Ba Khin - Life and Works

Life and Works

Ba Khin was born in Yangon during the British colonial rule. In March 1917, he passed the final high school examination, winning a gold medal as well as a college scholarship. Family pressures forced him to discontinue his formal education to start earning money. His first job was with a Burmese newspaper called The Sun, but after some time he began working as an accounts clerk in the office of the Accountant General of Burma. In 1926 he passed the Accounts Service examination, given by the provincial government of India. In 1937, when Burma was separated from India, he was appointed the first Special Office Superintendent.

In that same year, in January 1937, Ba Khin met a student of Saya Thet Gyi (who now has a separate lineage of monk-teachers in Norway). Thet Gyi was a wealthy farmer and disciple of the renowned master Ledi Sayadaw, who taught him anapana-sati, a form of meditation taught by the Buddha. When Ba Khin tried it, he experienced good concentration, which impressed him so much that he resolved to complete a full course in Vipassana meditation that Thet Gyi offered at a center he had established for that purpose. Accordingly, Ba Khin applied for a ten-day leave of absence and set out for Thet Gyi's teaching center. Ba Khin progressed well during this first ten-day course, and continued his practise during frequent visits to his teacher's center and meetings with Thet Gyi whenever he came to Rangoon.
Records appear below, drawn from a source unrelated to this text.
//! Per-connection session context.
//!
//! A `SessionContext` is created when a browser channel is accepted and is
//! dropped when the channel closes. It carries everything tool handlers need
//! to act on behalf of the caller; no state survives the session.

use crate::persona::AgentRole;
use base64::Engine;
use uuid::Uuid;

/// Context for one connected caller.
///
/// The auth token is treated as an opaque string: the gateway never validates
/// a signature. The only parsing performed is a best-effort decode of the
/// middle JWT segment to recover a display name for logging; the backend
/// account API is the sole authority on whether the token is acceptable.
#[derive(Debug, Clone)]
pub struct SessionContext {
    pub session_id: Uuid,
    pub role: AgentRole,
    pub auth_token: Option<String>,
    pub user_name: String,
}

impl SessionContext {
    /// Builds a context for a new connection. A present, non-empty token
    /// selects role B; anonymous callers get role A.
    pub fn new(auth_token: Option<String>) -> Self {
        let auth_token = auth_token.filter(|t| !t.trim().is_empty());
        let role = if auth_token.is_some() {
            AgentRole::B
        } else {
            AgentRole::A
        };
        let user_name = auth_token
            .as_deref()
            .and_then(display_name_from_token)
            .unwrap_or_else(|| "Guest".to_string());
        Self {
            session_id: Uuid::new_v4(),
            role,
            auth_token,
            user_name,
        }
    }

    pub fn is_authenticated(&self) -> bool {
        self.auth_token.is_some()
    }
}

/// Extracts the `name` claim from a JWT-shaped token without verifying it.
/// Returns `None` for anything that does not decode cleanly.
pub fn display_name_from_token(token: &str) -> Option<String> {
    let payload = token.split('.').nth(1)?;
    let bytes = decode_base64_segment(payload)?;
    let claims: serde_json::Value = serde_json::from_slice(&bytes).ok()?;
    claims
        .get("name")
        .and_then(|v| v.as_str())
        .map(|s| s.to_string())
}

fn decode_base64_segment(segment: &str) -> Option<Vec<u8>> {
    // JWT payloads are url-safe base64 without padding, but hand-built mock
    // tokens sometimes use the standard alphabet; accept both.
    let engine = base64::engine::general_purpose::URL_SAFE_NO_PAD;
    if let Ok(bytes) = engine.decode(segment) {
        return Some(bytes);
    }
    let mut padded = segment.to_string();
    while padded.len() % 4 != 0 {
        padded.push('=');
    }
    base64::engine::general_purpose::STANDARD.decode(padded).ok()
}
In 1941, a seemingly happenstance incident occurred which was to be important in his life. While on government business in upper Burma, he met by chance Webu Sayadaw, a monk who was widely recognized as an arahant. Webu Sayadaw was impressed with Ba Khin's proficiency in meditation, and urged him to teach. The monk was the first person to exhort Ba Khin to start teaching.
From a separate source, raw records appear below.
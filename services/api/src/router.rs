//! Axum Router Configuration
//!
//! This module defines the complete HTTP routing for the gateway: the REST
//! surface, the WebSocket endpoint, and OpenAPI documentation.

use crate::handlers::{self, HealthResponse, KnowledgeStats};
use crate::state::AppState;
use crate::ws::ws_handler;

use axum::{routing::get, Router};
use std::sync::Arc;
use utoipa::OpenApi;
use utoipa_swagger_ui::SwaggerUi;

#[derive(OpenApi)]
#[openapi(
    paths(handlers::health, handlers::knowledge_stats),
    components(schemas(HealthResponse, KnowledgeStats)),
    tags(
        (name = "Teller API", description = "Realtime voice-agent gateway")
    )
)]
pub struct ApiDoc;

/// Creates the main Axum router for the application.
pub fn create_router(app_state: Arc<AppState>) -> Router {
    let api_router = Router::new()
        .route("/health", get(handlers::health))
        .route("/api/knowledge/stats", get(handlers::knowledge_stats))
        .route("/ws/chat", get(ws_handler))
        .with_state(app_state);

    Router::new()
        .merge(SwaggerUi::new("/swagger-ui").url("/api-docs/openapi.json", ApiDoc::openapi()))
        .merge(api_router)
}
On 4 January 1948, the day Burma gained independence, Ba Khin was appointed first Accountant General of the Union of Burma.

In 1950 he founded the Vipassana Association of the Accountant General's Office where lay people, mainly employees of that office, could learn Vipassana meditation. In 1952, the International Meditation Centre (I.M.C.) was opened in Rangoon, two miles north of the Shwedagon Pagoda. Here many Burmese and foreign students received instruction in the Dhamma from Ba Khin. He was also active in the planning for the Sixth Buddhist Council known as Chaṭṭha Saṅgāyana (Sixth Recitation) which was held in 1954–56 in Yangon.

Ba Khin finally retired from his outstanding career in government service in 1967. From that time, until his premature death in 1971 stemming from complications of surgery, he stayed at I.M.C. in Burma, teaching Vipassana.